**** EXERCISE MATERIALS

//! Background measurement engine.
//!
//! The pose estimator hands frames to the engine through a rendezvous
//! channel: a frame is accepted only while the engine is idle and waiting,
//! otherwise it is dropped so the estimator never queues up stale frames.
//! User actions travel on a separate command channel and every processed
//! frame produces a [`EngineEvent::Status`] for the UI.
//!
//! The event queue is bounded by [`EVENT_QUEUE_CAPACITY`]. A consumer that
//! falls behind loses status updates, never command replies: those wait for
//! room in the queue.

use crate::constants::EVENT_QUEUE_CAPACITY;
use crate::landmark::PoseFrame;
use crate::measurement::{Measurement, MeasurementStore};
use crate::session::{LiveStatus, MeasurementSession};
use crate::{Error, Result};
use chrono::Utc;
use log::{debug, error, info, warn};
use std::sync::atomic::{AtomicU64, Ordering};
use std::sync::mpsc::{self, Receiver, RecvTimeoutError, Sender, SyncSender, TrySendError};
use std::sync::Arc;
use std::thread::{self, JoinHandle};
use std::time::Duration;

/// How long the worker waits for a frame before checking commands again
const COMMAND_POLL_INTERVAL: Duration = Duration::from_millis(16);

/// Producer side of the frame channel
#[derive(Debug, Clone)]
pub struct FrameSender {
    tx: SyncSender<PoseFrame>,
    dropped: Arc<AtomicU64>,
}

impl FrameSender {
    /// Offer a frame without blocking.
    ///
    /// Returns `Ok(false)` if the engine was busy and the frame was dropped.
    ///
    /// # Errors
    ///
    /// Returns [`Error::ChannelClosed`] once the engine has stopped
    pub fn offer(&self, frame: PoseFrame) -> Result<bool> {
        match self.tx.try_send(frame) {
            Ok(()) => Ok(true),
            Err(TrySendError::Full(_)) => {
                let dropped = self.dropped.fetch_add(1, Ordering::Relaxed) + 1;
                debug!("Engine busy, frame dropped ({dropped} total)");
                Ok(false)
            }
            Err(TrySendError::Disconnected(_)) => Err(Error::ChannelClosed("frame channel".to_string())),
        }
    }

    /// Hand a frame over, waiting until the engine takes it.
    ///
    /// Used for recorded streams where every frame matters.
    ///
    /// # Errors
    ///
    /// Returns [`Error::ChannelClosed`] once the engine has stopped
    pub fn send(&self, frame: PoseFrame) -> Result<()> {
        self.tx
            .send(frame)
            .map_err(|_| Error::ChannelClosed("frame channel".to_string()))
    }

    /// Frames dropped by [`FrameSender::offer`] so far
    #[must_use]
    pub fn dropped_frames(&self) -> u64 {
        self.dropped.load(Ordering::Relaxed)
    }
}

/// Consumer side of the frame channel
#[derive(Debug)]
pub struct FrameReceiver {
    rx: Receiver<PoseFrame>,
}

/// Create a frame channel holding no backlog
#[must_use]
pub fn frame_channel() -> (FrameSender, FrameReceiver) {
    let (tx, rx) = mpsc::sync_channel(0);
    (
        FrameSender {
            tx,
            dropped: Arc::new(AtomicU64::new(0)),
        },
        FrameReceiver { rx },
    )
}

/// User action forwarded to the session
#[derive(Debug, Clone, PartialEq)]
pub enum EngineCommand {
    /// Hold the current stable reading
    Freeze,
    /// Store the frozen reading
    Confirm,
    /// Discard the reading and search again
    Retake,
    /// Replace the user stability settings
    UpdateStability {
        /// Maximum deviation in degrees
        threshold: f64,
        /// Samples evaluated
        min_frames: usize,
    },
    /// Shut the worker down
    Stop,
}

/// Notification published by the engine
#[derive(Debug, Clone)]
pub enum EngineEvent {
    /// Overlay data for one processed frame
    Status(LiveStatus),
    /// A measurement was stored
    Confirmed(Measurement),
    /// Storing failed; the session is still frozen and confirm may be retried
    SaveFailed(String),
    /// A command was not valid in the current state
    Rejected(String),
    /// The session was reset by a retake
    Reset,
}

/// Worker side of the event queue
struct EventSink {
    tx: SyncSender<EngineEvent>,
    dropped: Arc<AtomicU64>,
}

impl EventSink {
    /// Publish a per-frame status, dropping it if the queue is full
    fn status(&self, status: LiveStatus) {
        match self.tx.try_send(EngineEvent::Status(status)) {
            // Nobody listening is not an error; the session still advances
            Ok(()) | Err(TrySendError::Disconnected(_)) => {}
            Err(TrySendError::Full(_)) => {
                let dropped = self.dropped.fetch_add(1, Ordering::Relaxed) + 1;
                debug!("Event queue full, status dropped ({dropped} total)");
            }
        }
    }

    /// Publish a command reply, waiting for room in the queue
    fn reply(&self, event: EngineEvent) {
        let _ = self.tx.send(event);
    }
}

/// Handle to the engine worker thread
#[derive(Debug)]
pub struct MeasurementEngine {
    commands: Sender<EngineCommand>,
    events: Receiver<EngineEvent>,
    dropped_events: Arc<AtomicU64>,
    handle: Option<JoinHandle<MeasurementSession>>,
}

impl MeasurementEngine {
    /// Move `session` onto a worker thread fed by `frames`
    ///
    /// # Errors
    ///
    /// Returns an error if the thread cannot be spawned
    pub fn spawn<S>(session: MeasurementSession, frames: FrameReceiver, store: S) -> Result<Self>
    where
        S: MeasurementStore + 'static,
    {
        let (commands, command_rx) = mpsc::channel();
        let (event_tx, events) = mpsc::sync_channel(EVENT_QUEUE_CAPACITY);
        let dropped_events = Arc::new(AtomicU64::new(0));
        let sink = EventSink {
            tx: event_tx,
            dropped: Arc::clone(&dropped_events),
        };

        let handle = thread::Builder::new()
            .name("rom-engine".to_string())
            .spawn(move || run_worker(session, &frames.rx, &command_rx, &sink, store))?;

        Ok(Self {
            commands,
            events,
            dropped_events,
            handle: Some(handle),
        })
    }

    /// Queue a command for the worker
    ///
    /// # Errors
    ///
    /// Returns [`Error::ChannelClosed`] if the worker has exited
    pub fn send(&self, command: EngineCommand) -> Result<()> {
        self.commands
            .send(command)
            .map_err(|_| Error::ChannelClosed("command channel".to_string()))
    }

    /// Event stream
    #[must_use]
    pub fn events(&self) -> &Receiver<EngineEvent> {
        &self.events
    }

    /// Status events discarded because the event queue was full
    #[must_use]
    pub fn dropped_events(&self) -> u64 {
        self.dropped_events.load(Ordering::Relaxed)
    }

    /// Stop the worker and take the session back
    ///
    /// Events still queued are discarded.
    ///
    /// # Errors
    ///
    /// Returns [`Error::ChannelClosed`] if the worker panicked
    pub fn stop(mut self) -> Result<MeasurementSession> {
        // The worker may already be gone after its frame source closed
        let _ = self.commands.send(EngineCommand::Stop);
        self.join_worker()
    }

    fn join_worker(&mut self) -> Result<MeasurementSession> {
        let handle = self
            .handle
            .take()
            .ok_or_else(|| Error::InvalidState("Engine already stopped".to_string()))?;

        // A worker blocked on a full event queue needs room to reach Stop
        while !handle.is_finished() {
            match self.events.recv_timeout(COMMAND_POLL_INTERVAL) {
                Ok(_) | Err(RecvTimeoutError::Timeout) => {}
                Err(RecvTimeoutError::Disconnected) => break,
            }
        }

        handle
            .join()
            .map_err(|_| Error::ChannelClosed("engine worker panicked".to_string()))
    }
}

impl Drop for MeasurementEngine {
    fn drop(&mut self) {
        if self.handle.is_some() {
            let _ = self.commands.send(EngineCommand::Stop);
            if let Err(e) = self.join_worker() {
                error!("Engine shutdown failed: {e}");
            }
        }
    }
}

fn run_worker<S: MeasurementStore>(
    mut session: MeasurementSession,
    frames: &Receiver<PoseFrame>,
    commands: &Receiver<EngineCommand>,
    events: &EventSink,
    mut store: S,
) -> MeasurementSession {
    info!("Measurement engine started for {}", session.key());

    'outer: loop {
        while let Ok(command) = commands.try_recv() {
            if !handle_command(&mut session, command, events, &mut store) {
                break 'outer;
            }
        }

        match frames.recv_timeout(COMMAND_POLL_INTERVAL) {
            Ok(frame) => {
                events.status(session.process_frame(&frame));
            }
            Err(RecvTimeoutError::Timeout) => {}
            Err(RecvTimeoutError::Disconnected) => {
                debug!("Frame source closed");
                // Commands queued after the final frame still apply
                while let Ok(command) = commands.recv() {
                    if !handle_command(&mut session, command, events, &mut store) {
                        break;
                    }
                }
                break;
            }
        }
    }

    info!("Measurement engine stopped in state {}", session.state());
    session
}

/// Apply one command; returns `false` when the worker should exit
fn handle_command<S: MeasurementStore>(
    session: &mut MeasurementSession,
    command: EngineCommand,
    events: &EventSink,
    store: &mut S,
) -> bool {
    let event = match command {
        EngineCommand::Stop => return false,
        EngineCommand::Freeze => match session.freeze() {
            Ok(()) => EngineEvent::Status(session.live_status()),
            Err(e) => EngineEvent::Rejected(e.to_string()),
        },
        EngineCommand::Confirm => match session.confirm(store, Utc::now()) {
            Ok(measurement) => EngineEvent::Confirmed(measurement),
            Err(Error::SaveFailure(reason)) => {
                warn!("Measurement not saved, retry possible: {reason}");
                EngineEvent::SaveFailed(reason)
            }
            Err(e) => EngineEvent::Rejected(e.to_string()),
        },
        EngineCommand::Retake => match session.retake() {
            Ok(()) => EngineEvent::Reset,
            Err(e) => EngineEvent::Rejected(e.to_string()),
        },
        EngineCommand::UpdateStability { threshold, min_frames } => {
            match session.update_stability(threshold, min_frames) {
                Ok(()) => return true,
                Err(e) => EngineEvent::Rejected(e.to_string()),
            }
        }
    };
    events.reply(event);
    true
}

********

▶ _PROBLEM REQUIREMENTS_
Each line in the material with "FrameReceiver" in it must be reported.

▶ _RESULT OF THE EXERCISE_
pub struct FrameReceiver {
pub fn frame_channel() -> (FrameSender, FrameReceiver) {
        FrameReceiver { rx },
    pub fn spawn<S>(session: MeasurementSession, frames: FrameReceiver, store: S) -> Result<Self>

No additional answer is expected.